[TASK TO CARRY OUT]: In the entries below, find each line with the string "confidence" and copy it.

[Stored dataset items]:
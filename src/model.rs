use chrono::{DateTime, Days, NaiveDate, Utc};
use serde::{Deserialize, Serialize};
use ulid::Ulid;

/// Whole currency units. Rates and totals never carry fractions.
pub type Amount = u64;

pub type Timestamp = DateTime<Utc>;

/// Inclusive range of local calendar days `[start, end]`.
#[derive(Debug, Clone, Copy, PartialEq, Eq, Serialize, Deserialize)]
pub struct DateRange {
    pub start: NaiveDate,
    pub end: NaiveDate,
}

impl DateRange {
    pub fn new(start: NaiveDate, end: NaiveDate) -> Self {
        debug_assert!(start <= end, "DateRange start must not be after end");
        Self { start, end }
    }

    pub fn single(day: NaiveDate) -> Self {
        Self { start: day, end: day }
    }

    /// Inclusive on both ends: ranges touching on the same day overlap.
    pub fn overlaps(&self, other: &DateRange) -> bool {
        self.start <= other.end && other.start <= self.end
    }

    /// Whole days from start to end. A single-day range has length 0.
    pub fn length_days(&self) -> i64 {
        (self.end - self.start).num_days()
    }
}

pub fn add_days(day: NaiveDate, n: u64) -> NaiveDate {
    day.checked_add_days(Days::new(n)).unwrap_or(NaiveDate::MAX)
}

pub fn sub_days(day: NaiveDate, n: u64) -> NaiveDate {
    day.checked_sub_days(Days::new(n)).unwrap_or(NaiveDate::MIN)
}

// ── Catalog ──────────────────────────────────────────────────────

#[derive(Debug, Clone, Copy, PartialEq, Eq, Serialize, Deserialize)]
pub struct Rates {
    pub daily: Amount,
    #[serde(default)]
    pub weekly: Option<Amount>,
    #[serde(default)]
    pub monthly: Option<Amount>,
}

#[derive(Debug, Clone, Copy, PartialEq, Eq, Hash, Serialize, Deserialize)]
#[serde(rename_all = "snake_case")]
pub enum UnitStatus {
    Available,
    Reserved,
    Booked,
    Rented,
    Maintenance,
}

impl UnitStatus {
    pub fn as_str(&self) -> &'static str {
        match self {
            UnitStatus::Available => "available",
            UnitStatus::Reserved => "reserved",
            UnitStatus::Booked => "booked",
            UnitStatus::Rented => "rented",
            UnitStatus::Maintenance => "maintenance",
        }
    }
}

/// A rentable stall ("lock") within a zone.
#[derive(Debug, Clone, PartialEq, Eq, Serialize, Deserialize)]
pub struct RentalUnit {
    pub id: Ulid,
    pub zone_id: Ulid,
    pub lock_number: String,
    pub rates: Rates,
    pub is_active: bool,
    pub status: UnitStatus,
    /// Holder of the queue-promotion grant while `status == Reserved`.
    pub reserved_to: Option<Ulid>,
    pub reservation_expires_at: Option<Timestamp>,
}

impl RentalUnit {
    pub fn new(id: Ulid, zone_id: Ulid, lock_number: impl Into<String>, rates: Rates) -> Self {
        Self {
            id,
            zone_id,
            lock_number: lock_number.into(),
            rates,
            is_active: true,
            status: UnitStatus::Available,
            reserved_to: None,
            reservation_expires_at: None,
        }
    }
}

// ── Reservations ─────────────────────────────────────────────────

#[derive(Debug, Clone, Copy, PartialEq, Eq, Hash, Serialize, Deserialize)]
#[serde(rename_all = "snake_case")]
pub enum RentalType {
    Daily,
    Weekly,
    Monthly,
}

impl RentalType {
    pub fn as_str(&self) -> &'static str {
        match self {
            RentalType::Daily => "daily",
            RentalType::Weekly => "weekly",
            RentalType::Monthly => "monthly",
        }
    }
}

impl std::str::FromStr for RentalType {
    type Err = crate::engine::BookingError;

    fn from_str(s: &str) -> Result<Self, Self::Err> {
        match s {
            "daily" => Ok(RentalType::Daily),
            "weekly" => Ok(RentalType::Weekly),
            "monthly" => Ok(RentalType::Monthly),
            other => Err(crate::engine::BookingError::InvalidRentalType(other.to_string())),
        }
    }
}

#[derive(Debug, Clone, Copy, PartialEq, Eq, Hash, Serialize, Deserialize)]
#[serde(rename_all = "snake_case")]
pub enum ReservationStatus {
    PendingPayment,
    PendingVerification,
    Active,
    Cancelled,
}

impl ReservationStatus {
    /// Statuses that hold the unit for their date range.
    pub fn is_blocking(&self) -> bool {
        matches!(
            self,
            ReservationStatus::PendingPayment
                | ReservationStatus::PendingVerification
                | ReservationStatus::Active
        )
    }

    pub fn as_str(&self) -> &'static str {
        match self {
            ReservationStatus::PendingPayment => "pending_payment",
            ReservationStatus::PendingVerification => "pending_verification",
            ReservationStatus::Active => "active",
            ReservationStatus::Cancelled => "cancelled",
        }
    }
}

#[derive(Debug, Clone, PartialEq, Eq, Serialize, Deserialize)]
pub struct Reservation {
    pub id: Ulid,
    pub user_id: Ulid,
    pub unit_id: Ulid,
    pub range: DateRange,
    pub rental_type: RentalType,
    pub total_amount: Amount,
    pub status: ReservationStatus,
    pub payment_deadline: Timestamp,
    pub created_at: Timestamp,
}

#[derive(Debug, Clone, PartialEq, Eq, Serialize, Deserialize)]
pub struct QueueEntry {
    pub unit_id: Ulid,
    pub user_id: Ulid,
    pub joined_at: Timestamp,
}

// ── Payments ─────────────────────────────────────────────────────

#[derive(Debug, Clone, Copy, PartialEq, Eq, Hash, Serialize, Deserialize)]
#[serde(rename_all = "snake_case")]
pub enum PaymentStatus {
    Pending,
    Approved,
    Rejected,
}

/// Admin decision on a submitted payment.
#[derive(Debug, Clone, Copy, PartialEq, Eq, Serialize, Deserialize)]
#[serde(rename_all = "snake_case")]
pub enum Decision {
    Approved,
    Rejected,
}

/// Fields read off a transfer slip. Advisory only: nothing in the engine
/// decides on these values.
#[derive(Debug, Clone, Default, PartialEq, Serialize, Deserialize)]
pub struct OcrHint {
    #[serde(default)]
    pub amount: Option<f64>,
    pub confidence: f64,
    #[serde(default)]
    pub reference_number: Option<String>,
    #[serde(default)]
    pub date: Option<String>,
    #[serde(default)]
    pub time: Option<String>,
}

impl OcrHint {
    /// `None` when the slip had no readable amount.
    pub fn amount_matches(&self, expected: Amount) -> Option<bool> {
        self.amount.map(|a| (a - expected as f64).abs() < 0.01)
    }
}

#[derive(Debug, Clone, PartialEq, Serialize, Deserialize)]
pub struct Payment {
    pub id: Ulid,
    pub reservation_id: Ulid,
    pub user_id: Ulid,
    pub amount: Amount,
    pub slip_ref: String,
    pub ocr: Option<OcrHint>,
    pub status: PaymentStatus,
    pub verified_by: Option<Ulid>,
    pub verified_at: Option<Timestamp>,
    pub rejection_reason: Option<String>,
    pub submitted_at: Timestamp,
}

// ── Audit ────────────────────────────────────────────────────────

#[derive(Debug, Clone, Copy, PartialEq, Eq, Hash, Serialize, Deserialize)]
#[serde(rename_all = "snake_case")]
pub enum AuditAction {
    UnitRegistered,
    MaintenanceChanged,
    QueuePromoted,
    BookingCreated,
    PaymentSubmitted,
    PaymentApproved,
    PaymentRejected,
    BookingCancelled,
}

#[derive(Debug, Clone, PartialEq, Serialize, Deserialize)]
pub struct AuditEntry {
    pub id: Ulid,
    pub action: AuditAction,
    pub actor_id: Ulid,
    pub target_id: Ulid,
    /// JSON snapshot of the decision inputs/outputs. Kept as text: bincode
    /// cannot decode `serde_json::Value`.
    pub details: String,
    pub recorded_at: Timestamp,
}

impl AuditEntry {
    pub fn new(
        action: AuditAction,
        actor_id: Ulid,
        target_id: Ulid,
        details: serde_json::Value,
        recorded_at: Timestamp,
    ) -> Self {
        Self {
            id: Ulid::new(),
            action,
            actor_id,
            target_id,
            details: details.to_string(),
            recorded_at,
        }
    }

    pub fn details_json(&self) -> serde_json::Value {
        serde_json::from_str(&self.details).unwrap_or(serde_json::Value::Null)
    }
}

// ── WAL records ──────────────────────────────────────────────────

/// Document mutations, flat. Every event belongs to exactly one unit.
#[derive(Debug, Clone, PartialEq, Serialize, Deserialize)]
pub enum Event {
    UnitRegistered {
        unit: RentalUnit,
    },
    UnitStatusChanged {
        unit_id: Ulid,
        status: UnitStatus,
        reserved_to: Option<Ulid>,
        reservation_expires_at: Option<Timestamp>,
    },
    ReservationCreated {
        reservation: Reservation,
    },
    ReservationStatusChanged {
        id: Ulid,
        unit_id: Ulid,
        status: ReservationStatus,
    },
    QueueJoined {
        entry: QueueEntry,
    },
    QueueLeft {
        unit_id: Ulid,
        user_id: Ulid,
    },
    PaymentSubmitted {
        unit_id: Ulid,
        payment: Payment,
    },
    PaymentVerified {
        id: Ulid,
        unit_id: Ulid,
        status: PaymentStatus,
        verified_by: Ulid,
        verified_at: Timestamp,
        rejection_reason: Option<String>,
    },
    AuditRecorded {
        unit_id: Ulid,
        entry: AuditEntry,
    },
}

impl Event {
    pub fn unit_id(&self) -> Ulid {
        match self {
            Event::UnitRegistered { unit } => unit.id,
            Event::ReservationCreated { reservation } => reservation.unit_id,
            Event::QueueJoined { entry } => entry.unit_id,
            Event::UnitStatusChanged { unit_id, .. }
            | Event::ReservationStatusChanged { unit_id, .. }
            | Event::QueueLeft { unit_id, .. }
            | Event::PaymentSubmitted { unit_id, .. }
            | Event::PaymentVerified { unit_id, .. }
            | Event::AuditRecorded { unit_id, .. } => *unit_id,
        }
    }
}

/// One transaction: applied entirely on replay or not at all.
#[derive(Debug, Clone, PartialEq, Serialize, Deserialize)]
pub struct Commit {
    pub events: Vec<Event>,
}

// ── Admission outcome ────────────────────────────────────────────

/// Successful result of `create_reservation`.
#[derive(Debug, Clone, PartialEq, Eq, Serialize, Deserialize)]
#[serde(tag = "outcome", rename_all = "snake_case")]
pub enum AdmissionOutcome {
    Confirmed { reservation: Reservation },
    /// Lost the same-day race; the requester now waits in the unit's queue.
    Queued { unit_id: Ulid, position: usize },
}

#[cfg(test)]
mod tests {
    use super::*;

    fn d(y: i32, m: u32, day: u32) -> NaiveDate {
        NaiveDate::from_ymd_opt(y, m, day).unwrap()
    }

    #[test]
    fn ranges_touching_on_a_day_overlap() {
        let a = DateRange::new(d(2026, 1, 20), d(2026, 1, 26));
        let b = DateRange::new(d(2026, 1, 26), d(2026, 1, 27));
        let c = DateRange::new(d(2026, 1, 27), d(2026, 1, 27));
        assert!(a.overlaps(&b));
        assert!(b.overlaps(&a));
        assert!(!a.overlaps(&c));
    }

    #[test]
    fn single_day_has_zero_length() {
        assert_eq!(DateRange::single(d(2026, 3, 1)).length_days(), 0);
        assert_eq!(DateRange::new(d(2026, 1, 20), d(2026, 2, 18)).length_days(), 29);
    }

    #[test]
    fn blocking_statuses() {
        assert!(ReservationStatus::PendingPayment.is_blocking());
        assert!(ReservationStatus::PendingVerification.is_blocking());
        assert!(ReservationStatus::Active.is_blocking());
        assert!(!ReservationStatus::Cancelled.is_blocking());
    }

    #[test]
    fn ocr_amount_match_is_advisory() {
        let hint = OcrHint { amount: Some(600.0), confidence: 81.5, ..Default::default() };
        assert_eq!(hint.amount_matches(600), Some(true));
        assert_eq!(hint.amount_matches(700), Some(false));
        assert_eq!(OcrHint::default().amount_matches(600), None);
    }

    #[test]
    fn commit_survives_bincode() {
        let unit = RentalUnit::new(Ulid::new(), Ulid::new(), "A-01", Rates { daily: 100, weekly: None, monthly: Some(2500) });
        let commit = Commit {
            events: vec![
                Event::UnitRegistered { unit: unit.clone() },
                Event::UnitStatusChanged {
                    unit_id: unit.id,
                    status: UnitStatus::Booked,
                    reserved_to: None,
                    reservation_expires_at: None,
                },
            ],
        };
        let bytes = bincode::serialize(&commit).unwrap();
        let back: Commit = bincode::deserialize(&bytes).unwrap();
        assert_eq!(back, commit);
    }
}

[TASK OUTPUT]:
    pub confidence: f64,
        let hint = OcrHint { amount: Some(600.0), confidence: 81.5, ..Default::default() };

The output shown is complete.